-
Notifications
You must be signed in to change notification settings - Fork 3.6k
Description
🐛 Bug
Hey everyone,
I am trying to train a model on the GPU workstation of our lab (that has 10 GPUs, of which 1 only is usually in use) using Lightning ad DDP. I have tried with several models (including the BoringModel) without success. In particular, I get a CUDA OOM error when DDP initializes. I tried BoringModel with the following Trainer configuration:
trainer = Trainer(
default_root_dir=os.getcwd(),
limit_train_batches=1,
limit_val_batches=1,
max_epochs=1,
weights_summary=None,
gpus=2,
accelerator="ddp",
auto_select_gpus=True
)And the output I get is the following:
GPU available: True, used: True
TPU available: False, using: 0 TPU cores
LOCAL_RANK: 0 - CUDA_VISIBLE_DEVICES: [0,1,2,3,4,5,6,7,8,9]
LOCAL_RANK: 1 - CUDA_VISIBLE_DEVICES: [0,1,2,3,4,5,6,7,8,9]
initializing ddp: GLOBAL_RANK: 1, MEMBER: 2/2
initializing ddp: GLOBAL_RANK: 0, MEMBER: 1/2
Traceback (most recent call last):
File "boring_model.py", line 138, in <module>
run_test()
File "boring_model.py", line 133, in run_test
trainer.fit(model, train_data, val_data)
File "/home/edoardo.debenedetti/miniconda3/envs/pytorch/lib/python3.8/site-packages/pytorch_lightning/trainer/trainer.py", line 444, in fit
results = self.accelerator_backend.train()

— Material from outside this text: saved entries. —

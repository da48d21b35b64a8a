//! JSONL event layer.
//!
//! Each event becomes one line: `timestamp`, `level`, `service`, `target`,
//! `message` and, when present, a flat `fields` object. Fields that can carry
//! key material or user content are redacted before serialization.

use chrono::{SecondsFormat, Utc};
use serde::Serialize;
use serde_json::{Map, Value};
use std::fmt;
use std::io::Write;
use tracing::field::{Field, Visit};
use tracing::{Event, Subscriber};
use tracing_subscriber::fmt::MakeWriter;
use tracing_subscriber::layer::Context;
use tracing_subscriber::Layer;

/// Field names whose values never reach the log file.
const REDACTED_FIELDS: &[&str] = &["key", "secret", "password", "plaintext", "content"];

const REDACTED: &str = "[redacted]";

/// One serialized log line.
#[derive(Debug, Serialize)]
pub struct LogEntry {
    pub timestamp: String,
    pub level: &'static str,
    pub service: String,
    pub target: String,
    pub message: String,
    #[serde(skip_serializing_if = "Map::is_empty")]
    pub fields: Map<String, Value>,
}

#[derive(Default)]
struct EventFields {
    message: String,
    fields: Map<String, Value>,
}

impl EventFields {
    fn record(&mut self, field: &Field, value: Value) {
        match field.name() {
            "message" => {
                self.message = match value {
                    Value::String(s) => s,
                    other => other.to_string(),
                }
            }
            name if REDACTED_FIELDS.contains(&name) => {
                self.fields.insert(name.to_string(), REDACTED.into());
            }
            name => {
                self.fields.insert(name.to_string(), value);
            }
        }
    }
}

impl Visit for EventFields {
    fn record_debug(&mut self, field: &Field, value: &dyn fmt::Debug) {
        self.record(field, format!("{value:?}").into());
    }

    fn record_str(&mut self, field: &Field, value: &str) {
        self.record(field, value.into());
    }

    fn record_i64(&mut self, field: &Field, value: i64) {
        self.record(field, value.into());
    }

    fn record_u64(&mut self, field: &Field, value: u64) {
        self.record(field, value.into());
    }

    fn record_bool(&mut self, field: &Field, value: bool) {
        self.record(field, value.into());
    }
}

/// Writes every event it sees as a JSON line to `make_writer`.
pub struct JsonLayer<W> {
    service_name: String,
    make_writer: W,
}

impl<W> JsonLayer<W> {
    pub fn new(service_name: String, make_writer: W) -> Self {
        Self {
            service_name,
            make_writer,
        }
    }
}

impl<S, W> Layer<S> for JsonLayer<W>
where
    S: Subscriber,
    W: for<'writer> MakeWriter<'writer> + 'static,
{
    fn on_event(&self, event: &Event<'_>, _ctx: Context<'_, S>) {
        let mut recorded = EventFields::default();
        event.record(&mut recorded);

        let metadata = event.metadata();
        let entry = LogEntry {
            timestamp: Utc::now().to_rfc3339_opts(SecondsFormat::Micros, true),
            level: metadata.level().as_str(),
            service: self.service_name.clone(),
            target: metadata.target().to_string(),
            message: recorded.message,
            fields: recorded.fields,
        };

        if let Ok(line) = serde_json::to_string(&entry) {
            let _ = writeln!(self.make_writer.make_writer(), "{line}");
        }
    }
}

File "/home/edoardo.debenedetti/miniconda3/envs/pytorch/lib/python3.8/site-packages/pytorch_lightning/accelerators/ddp_accelerator.py", line 148, in train
results = self.ddp_train(process_idx=self.task_idx, model=model)
File "/home/edoardo.debenedetti/miniconda3/envs/pytorch/lib/python3.8/site-packages/pytorch_lightning/accelerators/ddp_accelerator.py", line 238, in ddp_train
self.init_ddp_connection(
File "/home/edoardo.debenedetti/miniconda3/envs/pytorch/lib/python3.8/site-packages/pytorch_lightning/accelerators/accelerator.py", line 215, in init_ddp_connection
torch_distrib.init_process_group(
File "/home/edoardo.debenedetti/miniconda3/envs/pytorch/lib/python3.8/site-packages/torch/distributed/distributed_c10d.py", line 442, in init_process_group
barrier()
File "/home/edoardo.debenedetti/miniconda3/envs/pytorch/lib/python3.8/site-packages/torch/distributed/distributed_c10d.py", line 1947, in barrier
work = _default_pg.barrier()
RuntimeError: CUDA error: out of memory
Traceback (most recent call last):
File "/home/edoardo.debenedetti/projects/gans-mia-unlearning/boring_model.py", line 138, in <module>
run_test()
File "/home/edoardo.debenedetti/projects/gans-mia-unlearning/boring_model.py", line 133, in run_test
trainer.fit(model, train_data, val_data)
File "/home/edoardo.debenedetti/miniconda3/envs/pytorch/lib/python3.8/site-packages/pytorch_lightning/trainer/trainer.py", line 444, in fit
results = self.accelerator_backend.train()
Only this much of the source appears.